The Innovation vs Resilience Dilemma
Why CIOs must navigate the hype cycle with more than just a steady hand.
Several years before the pandemic, I was in a regular meeting with University of Georgia President Jere Morehead when our vice president for government affairs relayed a conversation with a key supporter, an entrepreneur excited about Blockchain. It wasn’t a formal pitch, but it sparked a discussion: Should we explore Blockchain for transcripts? Could Bitcoin be a future payment method for tuition?
At the time, Blockchain was everywhere: on stage, in headlines, and in every vendor pitch. Based on past experience with hype cycle peaks, I expressed reservations. The tools were immature, the use cases speculative, and the chances of meaningful, near-term impact for our community felt low. Investing limited resources that early would likely yield little payoff and come at the expense of the strategic priorities we all agreed were urgent and important. We chose to hold off, and many years later, that decision has held up. Blockchain and crypto remain niche in higher education.
In today’s Dispatch, I explore how CIOs can navigate the tension between innovation and resilience: when it makes sense to consider investing in emerging technologies, and when a more prudent, cautious approach better serves strategic goals.
The big idea
CIOs operate within a constant tension: we’re expected to drive innovation while safeguarding operational resilience. These two imperatives don’t negate each other, but they often pull in opposite directions. Nowhere is that tension more visible than in how we evaluate and adopt new technologies across the stages of the hype cycle.
Christensen, Reframed
Clayton Christensen’s Innovator’s Dilemma explained why great companies fail: not because they make bad decisions, but because they make rational ones. They listen to customers, optimize for stability, and ignore early disruptive technologies that look like toys, until it’s too late.
Sound familiar?
The same dynamic plays out inside IT organizations and higher education institutions. We prioritize uptime, security, and standardization. We listen to stakeholders who reward reliability. That’s rational. But if we wait for every new technology to reach the plateau of productivity, we may never be positioned to lead institutional change.
The Hype Cycle Problem
Gartner’s hype cycle perfectly illustrates the dilemma:
Invest too early, near the Peak of Inflated Expectations, and you risk chasing hype, overspending, and getting little in return.
Wait too long, until the Plateau of Productivity, and you risk missing the window where technology can actually transform how you work, compete, or serve.
This isn’t just theory, it’s a question of investment philosophy.
Venture capital firms invest in dozens of early-stage companies knowing most will fail. That model works for them because they only need one or two home runs to generate exponential return.

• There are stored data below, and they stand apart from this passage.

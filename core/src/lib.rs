//! Core components for signing API requests and their bodies.
//!
//! This crate provides the foundational types and traits shared by the
//! chunksign service crates.
//!
//! ## Overview
//!
//! The crate is built around several key concepts:
//!
//! - **Context**: A container that holds the environment implementation
//! - **Traits**: Abstract interfaces for credential loading (`ProvideCredential`) and request signing (`SignRequest`)
//! - **Signer**: The main orchestrator that coordinates credential loading and request signing
//!
//! ## Example
//!
//! ```no_run
//! use chunksign_core::{Context, Result, Signer, ProvideCredential, SignRequest, SigningCredential};
//! use async_trait::async_trait;
//! use http::request::Parts;
//! use std::time::Duration;
//!
//! #[derive(Clone, Debug)]
//! struct MyCredential {
//!     key: String,
//!     secret: String,
//! }
//!
//! impl SigningCredential for MyCredential {
//!     fn is_valid(&self) -> bool {
//!         !self.key.is_empty() && !self.secret.is_empty()
//!     }
//! }
//!
//! #[derive(Debug)]
//! struct MyLoader;
//!
//! #[async_trait]
//! impl ProvideCredential for MyLoader {
//!     type Credential = MyCredential;
//!
//!     async fn provide_credential(&self, _: &Context) -> Result<Option<Self::Credential>> {
//!         Ok(Some(MyCredential {
//!             key: "my-access-key".to_string(),
//!             secret: "my-secret-key".to_string(),
//!         }))
//!     }
//! }
//!
//! #[derive(Debug)]
//! struct MyBuilder;
//!
//! #[async_trait]
//! impl SignRequest for MyBuilder {
//!     type Credential = MyCredential;
//!     type Body = Vec<u8>;
//!     type SignedBody = Vec<u8>;
//!
//!     async fn sign_request(
//!         &self,
//!         _ctx: &Context,
//!         _req: &mut Parts,
//!         body: Self::Body,
//!         _cred: Option<&Self::Credential>,
//!         _expires_in: Option<Duration>,
//!     ) -> Result<Self::SignedBody> {
//!         Ok(body)
//!     }
//! }
//!
//! # async fn example() -> Result<()> {
//! let signer = Signer::new(Context::default(), MyLoader, MyBuilder);
//!
//! let mut parts = http::Request::builder()
//!     .method("GET")
//!     .uri("https://example.com")
//!     .body(())?
//!     .into_parts()
//!     .0;
//!
//! let _body = signer.sign(&mut parts, Vec::new(), None).await?;
//! # Ok(())
//! # }
//! ```
//!
//! ## Utilities
//!
//! - [`hash`]: Cryptographic hashing utilities
//! - [`time`]: Time manipulation utilities
//! - [`utils`]: General utilities including data redaction

// Make sure all our public APIs have docs.
#![warn(missing_docs)]

pub mod hash;
pub mod time;
pub mod utils;

mod context;
pub use context::{Context, Env, NoopEnv, OsEnv, StaticEnv};

mod error;
pub use error::{Error, ErrorKind, Result};

mod api;
pub use api::{ProvideCredential, SignRequest, SigningCredential};
mod request;
pub use request::{SigningMethod, SigningRequest};
mod signer;
pub use signer::Signer;
impl RequestSigner {
    /// Create a new builder for AWS V4 signer.
    ///
    /// S3 paths are encoded once and not normalized, every other service
    /// gets both.
    pub fn new(service: &str, region: &str) -> Self {
        let not_s3 = service != "s3";
        Self {
            service: service.into(),
            region: region.into(),
            algorithm: SigningAlgorithm::HmacSha256,

            payload_signing: false,
            chunk_encoding: false,
            chunk_size: DEFAULT_CHUNK_SIZE,
            checksum_algorithm: None,
            event_stream: false,
            double_url_encode: not_s3,
            normalize_path: not_s3,

            time: None,
        }
    }

    /// Build a signer from config.
    ///
    /// `service` and `region` are required.
    pub fn from_config(cfg: &Config) -> Result<Self> {
        let service = cfg
            .service
            .as_deref()
            .ok_or_else(|| Error::config_invalid("service is required to sign requests"))?;
        let region = cfg
            .region
            .as_deref()
            .ok_or_else(|| Error::config_invalid("region is required to sign requests"))?;

        let mut signer = Self::new(service, region);
        if let Some(v) = cfg.payload_signing {
            signer.payload_signing = v;
        }
        if let Some(v) = cfg.chunk_encoding {
            signer.chunk_encoding = v;
        }
        if let Some(v) = cfg.chunk_size {
            if v < MIN_CHUNK_SIZE {
                return Err(Error::config_invalid(format!(
                    "chunk size {v} is below the minimum of {MIN_CHUNK_SIZE} bytes"
                )));
            }
            signer.chunk_size = v;
        }
        signer.checksum_algorithm = cfg.checksum_algorithm;
        if let Some(v) = cfg.double_url_encode {
            signer.double_url_encode = v;
        }
        if let Some(v) = cfg.normalize_path {
            signer.normalize_path = v;
        }
        Ok(signer)
    }

    /// Sign with SigV4a through `provider`.
    pub fn with_asymmetric_signer(mut self, provider: Arc<dyn SignAsymmetric>) -> Self {
        self.algorithm = SigningAlgorithm::EcdsaP256Sha256(provider);
        self
    }

    /// Hash the payload instead of sending `UNSIGNED-PAYLOAD`.
    ///
    /// Payloads sent over plaintext are always signed.
    pub fn with_payload_signing(mut self, enabled: bool) -> Self {
        self.payload_signing = enabled;
        self
    }

    /// Frame non-empty payloads with `aws-chunked`.
    pub fn with_chunk_encoding(mut self, enabled: bool) -> Self {
        self.chunk_encoding = enabled;
        self
    }

    /// Size of each data chunk.
    pub fn with_chunk_size(mut self, size: usize) -> Self {
        self.chunk_size = size;
        self
    }

    /// Send a flexible checksum, as header or as trailer when chunked.
    pub fn with_checksum_algorithm(mut self, algorithm: ChecksumAlgorithm) -> Self {
        self.checksum_algorithm = Some(algorithm);
        self
    }

    /// Mark the body as an event stream.
    pub fn with_event_stream(mut self, enabled: bool) -> Self {
        self.event_stream = enabled;
        self
    }

    /// Encode the path a second time.
    pub fn with_double_url_encode(mut self, enabled: bool) -> Self {
        self.double_url_encode = enabled;
        self
    }

    /// Remove dot and empty segments from the path.
    pub fn with_normalize_path(mut self, enabled: bool) -> Self {
        self.normalize_path = enabled;
        self
    }

    /// Specify the signing time.
    ///
    /// # Note
    ///
    /// We should always take current time to sign requests.
    /// Only use this function for testing.
    pub fn with_time(mut self, time: DateTime) -> Self {
        self.time = Some(time);
        self
    }

    fn body_mode(
        &self,
        req: &SigningRequest,
        method: SigningMethod,
        content_length: u64,
    ) -> Result<BodyMode> {
        if let SigningMethod::Query(_) = method {
            return Ok(BodyMode::Unsigned);
        }
        if self.event_stream {
            return Ok(BodyMode::Events);
        }

        let mut payload_signing = self.payload_signing;
        if !payload_signing && content_length > 0 && !req.is_https() {
            warn!(
                "payload of {content_length} bytes is sent over plaintext to {}, payload signing is enforced",
                req.authority
            );
            payload_signing = true;
        }

        if !self.chunk_encoding || content_length == 0 {
            return Ok(if payload_signing {
                BodyMode::Hashed
            } else {
                BodyMode::Unsigned
            });
        }

        let trailer = self.checksum_algorithm.is_some() || req.headers.contains_key(X_AMZ_TRAILER);
        if payload_signing {
            Ok(BodyMode::Chunked {
                content_hash: self.algorithm.streaming_sentinel(trailer),
                signed: true,
            })
        } else if trailer {
            Ok(BodyMode::Chunked {
                content_hash: STREAMING_UNSIGNED_PAYLOAD_TRAILER,
                signed: false,
            })
        } else {
            Err(Error::config_invalid(
                "unsigned chunked payload requires a checksum or a trailer",
            ))
        }
    }
}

But higher education CIOs aren’t venture capitalists. They don’t get to place dozens of speculative bets, hoping one pays off. Our budgets, and our credibility, won’t support it. In fact, our trust is often built on doing the expected things well: stable systems, secure data, reliable service. We guard that reputation fiercely, and rightly so. But lean too far into resilience, and IT becomes the “no police,” defined more by risk avoidance than strategic value. That’s when we stop being partners and start becoming barriers.

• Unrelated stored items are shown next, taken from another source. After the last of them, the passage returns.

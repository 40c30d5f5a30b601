//! Rolling signatures over chunk and trailer sequences.

use std::fmt::{self, Debug, Display, Formatter};
use std::sync::Arc;

use chunksign_core::hash::{hex_hmac_sha256, hex_sha256, EMPTY_STRING_SHA256};
use chunksign_core::{Error, Result};
use log::debug;

use crate::constants::{
    ECDSA_P256_SHA256_ALGORITHM, ECDSA_SIGNATURE_HEX_LEN, ECDSA_SIGNATURE_PADDING,
    HMAC_SHA256_PAYLOAD_ALGORITHM, HMAC_SHA256_TRAILER_ALGORITHM, HMAC_SIGNATURE_HEX_LEN,
};
use crate::key_cache::SigningKey;
use crate::CredentialScope;

/// Signature in its wire form, lowercase hex.
///
/// The content is opaque, it is only fed back as the previous signature of
/// the next rolling step.
#[derive(Clone, PartialEq, Eq, Hash)]
pub struct Signature(String);

impl Signature {
    /// Hex encode raw signature bytes.
    pub fn from_bytes(bytes: &[u8]) -> Self {
        Self(hex::encode(bytes))
    }

    /// Hex encode a DER encoded ECDSA signature and pad it to
    /// [`ECDSA_SIGNATURE_HEX_LEN`].
    ///
    /// DER signatures vary between 70 and 72 bytes while the encoded body
    /// length is computed up front, so every ECDSA signature on the wire has
    /// the same width.
    pub fn from_ecdsa(der: &[u8]) -> Result<Self> {
        let mut hex = hex::encode(der);
        if hex.len() > ECDSA_SIGNATURE_HEX_LEN {
            return Err(Error::unexpected(format!(
                "ecdsa signature of {} bytes exceeds {} bytes",
                der.len(),
                ECDSA_SIGNATURE_HEX_LEN / 2
            )));
        }
        let padding = ECDSA_SIGNATURE_HEX_LEN - hex.len();
        hex.extend(std::iter::repeat(ECDSA_SIGNATURE_PADDING).take(padding));
        Ok(Self(hex))
    }

    /// Wrap an already hex encoded signature.
    pub fn from_hex(hex: impl Into<String>) -> Self {
        Self(hex.into())
    }

    /// The hex text.
    pub fn as_str(&self) -> &str {
        &self.0
    }
}

impl Debug for Signature {
    fn fmt(&self, f: &mut Formatter<'_>) -> fmt::Result {
        write!(f, "Signature({})", self.0)
    }
}

impl Display for Signature {
    fn fmt(&self, f: &mut Formatter<'_>) -> fmt::Result {
        f.write_str(&self.0)
    }
}

/// One step of a rolling signature.
#[derive(Debug, Clone, Copy)]
pub enum RollingInput<'a> {
    /// Data chunk bytes, empty for the terminal chunk.
    Chunk(&'a [u8]),
    /// Canonical trailer bytes.
    Trailer(&'a [u8]),
}

/// SignChunk is the primitive that turns one rolling step into a signature.
pub trait SignChunk: Debug + Send + Sync + 'static {
    /// Sign `input` chained after `previous`.
    fn sign(
        &self,
        input: RollingInput<'_>,
        previous: &Signature,
        scope: &CredentialScope,
    ) -> Result<Signature>;

    /// Hex length of every signature this primitive produces.
    fn signature_hex_len(&self) -> usize;
}

/// SignAsymmetric delegates ECDSA-P256 signing to an external provider.
///
/// Implementations receive the complete string to sign and return the raw
/// signature bytes. The private key never enters this crate.
pub trait SignAsymmetric: Debug + Send + Sync + 'static {
    /// Sign one string to sign.
    fn sign(&self, string_to_sign: &[u8]) -> Result<Vec<u8>>;
}

/// HMAC-SHA256 rolling primitive keyed with the derived signing key.
#[derive(Clone)]
pub struct HmacChunkSigner {
    key: Vec<u8>,
}

impl HmacChunkSigner {
    /// Create a primitive from a derived signing key.
    pub fn new(key: &SigningKey) -> Self {
        Self::from_key_bytes(key.as_bytes())
    }

    /// Create a primitive from raw key bytes.
    pub fn from_key_bytes(key: &[u8]) -> Self {
        Self { key: key.to_vec() }
    }
}

impl Debug for HmacChunkSigner {
    fn fmt(&self, f: &mut Formatter<'_>) -> fmt::Result {
        f.debug_struct("HmacChunkSigner")
            .field("key", &"***")
            .finish()
    }
}

impl SignChunk for HmacChunkSigner {
    fn sign(
        &self,
        input: RollingInput<'_>,
        previous: &Signature,
        scope: &CredentialScope,
    ) -> Result<Signature> {
        let string_to_sign = match input {
            RollingInput::Chunk(data) => format!(
                "{HMAC_SHA256_PAYLOAD_ALGORITHM}\n{}\n{scope}\n{previous}\n{EMPTY_STRING_SHA256}\n{}",
                scope.datetime(),
                hex_sha256(data)
            ),
            RollingInput::Trailer(data) => format!(
                "{HMAC_SHA256_TRAILER_ALGORITHM}\n{}\n{scope}\n{previous}\n{}",
                scope.datetime(),
                hex_sha256(data)
            ),
        };

        Ok(Signature::from_hex(hex_hmac_sha256(
            &self.key,
            string_to_sign.as_bytes(),
        )))
    }

    fn signature_hex_len(&self) -> usize {
        HMAC_SIGNATURE_HEX_LEN
    }
}

/// ECDSA-P256 rolling primitive backed by a [`SignAsymmetric`] provider.
#[derive(Debug, Clone)]
pub struct EcdsaChunkSigner {
    provider: Arc<dyn SignAsymmetric>,
}

impl EcdsaChunkSigner {
    /// Create a primitive signing through `provider`.
    pub fn new(provider: Arc<dyn SignAsymmetric>) -> Self {
        Self { provider }
    }
}

impl SignChunk for EcdsaChunkSigner {
    fn sign(
        &self,
        input: RollingInput<'_>,
        previous: &Signature,
        scope: &CredentialScope,
    ) -> Result<Signature> {
        let scope_str = scope.to_asymmetric_string();
        let string_to_sign = match input {
            RollingInput::Chunk(data) => format!(
                "{ECDSA_P256_SHA256_ALGORITHM}-PAYLOAD\n{}\n{scope_str}\n{previous}\n{EMPTY_STRING_SHA256}\n{}",
                scope.datetime(),
                hex_sha256(data)
            ),
            RollingInput::Trailer(data) => format!(
                "{ECDSA_P256_SHA256_ALGORITHM}-TRAILER\n{}\n{scope_str}\n{previous}\n{}",
                scope.datetime(),
                hex_sha256(data)
            ),
        };

        let der = self.provider.sign(string_to_sign.as_bytes())?;
        Signature::from_ecdsa(&der)
    }

    fn signature_hex_len(&self) -> usize {
        ECDSA_SIGNATURE_HEX_LEN
    }
}

/// RollingSigner chains chunk and trailer signatures starting from a seed.
///
/// Each signature feeds the next step as its previous signature.
/// [`RollingSigner::reset`] restores the seed so a replay yields the same
/// sequence.
#[derive(Debug)]
pub struct RollingSigner {
    primitive: Box<dyn SignChunk>,
    scope: CredentialScope,
    seed: Signature,
    previous: Signature,
}

impl RollingSigner {
    /// Start a rolling sequence at `seed`, the request signature.
    pub fn new(primitive: impl SignChunk, scope: CredentialScope, seed: Signature) -> Self {
        Self {
            primitive: Box::new(primitive),
            scope,
            previous: seed.clone(),
            seed,
        }
    }

    /// Sign the next chunk, empty for the terminal chunk.
    pub fn sign_chunk(&mut self, chunk: &[u8]) -> Result<Signature> {
        let sig = self
            .primitive
            .sign(RollingInput::Chunk(chunk), &self.previous, &self.scope)?;
        debug!("signed chunk of {} bytes: {sig}", chunk.len());

        self.previous = sig.clone();
        Ok(sig)
    }

    /// Sign the trailer set, chained after the terminal chunk.
    pub fn sign_trailer(&mut self, trailers: &[(String, String)]) -> Result<Signature> {
        let canonical = canonical_trailers(trailers);
        let sig = self.primitive.sign(
            RollingInput::Trailer(canonical.as_bytes()),
            &self.previous,
            &self.scope,
        )?;
        debug!("signed {} trailers: {sig}", trailers.len());

        self.previous = sig.clone();
        Ok(sig)
    }

    /// Go back to the seed.
    pub fn reset(&mut self) {
        self.previous = self.seed.clone();
    }

    /// The latest signature, the seed before any step.
    pub fn previous(&self) -> &Signature {
        &self.previous
    }

    /// The seed signature.
    pub fn seed(&self) -> &Signature {
        &self.seed
    }

    /// Scope of every step.
    pub fn scope(&self) -> &CredentialScope {
        &self.scope
    }

    /// Hex length of each produced signature.
    pub fn signature_hex_len(&self) -> usize {
        self.primitive.signature_hex_len()
    }
}

/// `name:value\n` per trailer, names lowercased and sorted.
pub fn canonical_trailers(trailers: &[(String, String)]) -> String {
    let mut lines = trailers
        .iter()
        .map(|(k, v)| (k.to_lowercase(), v.as_str()))
        .collect::<Vec<_>>();
    lines.sort_by(|a, b| a.0.cmp(&b.0));

    lines
        .iter()
        .map(|(k, v)| format!("{k}:{v}\n"))
        .collect::<String>()
}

So we wait. We pilot. We form task forces. But by the time the technology is proven and safe, we’ve often missed the moment where it could have reshaped learning, research, or operations.
What’s Really at Risk
Resilience is essential. It keeps systems running, data secure, and services stable. But when it becomes the dominant mindset, it starts to shape not just our risk posture, but our institutional identity.
Innovation gets boxed into “special projects” or isolated sandboxes. And that mirrors a deeper truth about higher education: the entire culture defaults to caution. There are few incentives to take bold risks, and even fewer rewards when we do. The result? Tuition keeps rising, administrative overhead never meaningfully shrinks, and public trust continues to decline. When innovations are introduced, like adaptive learning or AI-driven advising, they’re often layered on top of old frameworks, not used to rethink them. We get incremental improvement, not systemic transformation. And in a world changing as fast as ours, incrementalism just isn’t enough.
No institution ever changed the world by waiting for the plateau. And no CIO ever led real transformation by only investing when success was certain.
The bottom line
We shouldn’t choose between innovation and resilience, we must hold both. Lead both. And constantly ask: When should we lean into each?
There’s no perfect answer. But here’s what helps:
Know your institutional appetite for risk and lead conversations that challenge it.
Pick smart bets aligned with mission and strategy, not just market hype.
Create slack in your portfolio so you can place a few well-timed bets without jeopardizing your core.
Speak both languages of disruption and continuity, fluently and often.
This is the work now. Not choosing between innovation and resilience, but learning how to lead from the tension between them.
Great article and a very important topic imdeed! I can not agree more on the importance of finding a way to leverage the tension between innovation and standardization which is felt at every level of the Org. My dessertation work is on this very topic. I sense this tension at the macro level you explain and micro level of the various projects we are working on. Complex Adaptive Systems and Complexity Leadership Theories also provide great theoretical framework for understanding and leveraging the tension.
Great article. I can see how the points made here can be taken to conversations at my institution. Thank you, Tim!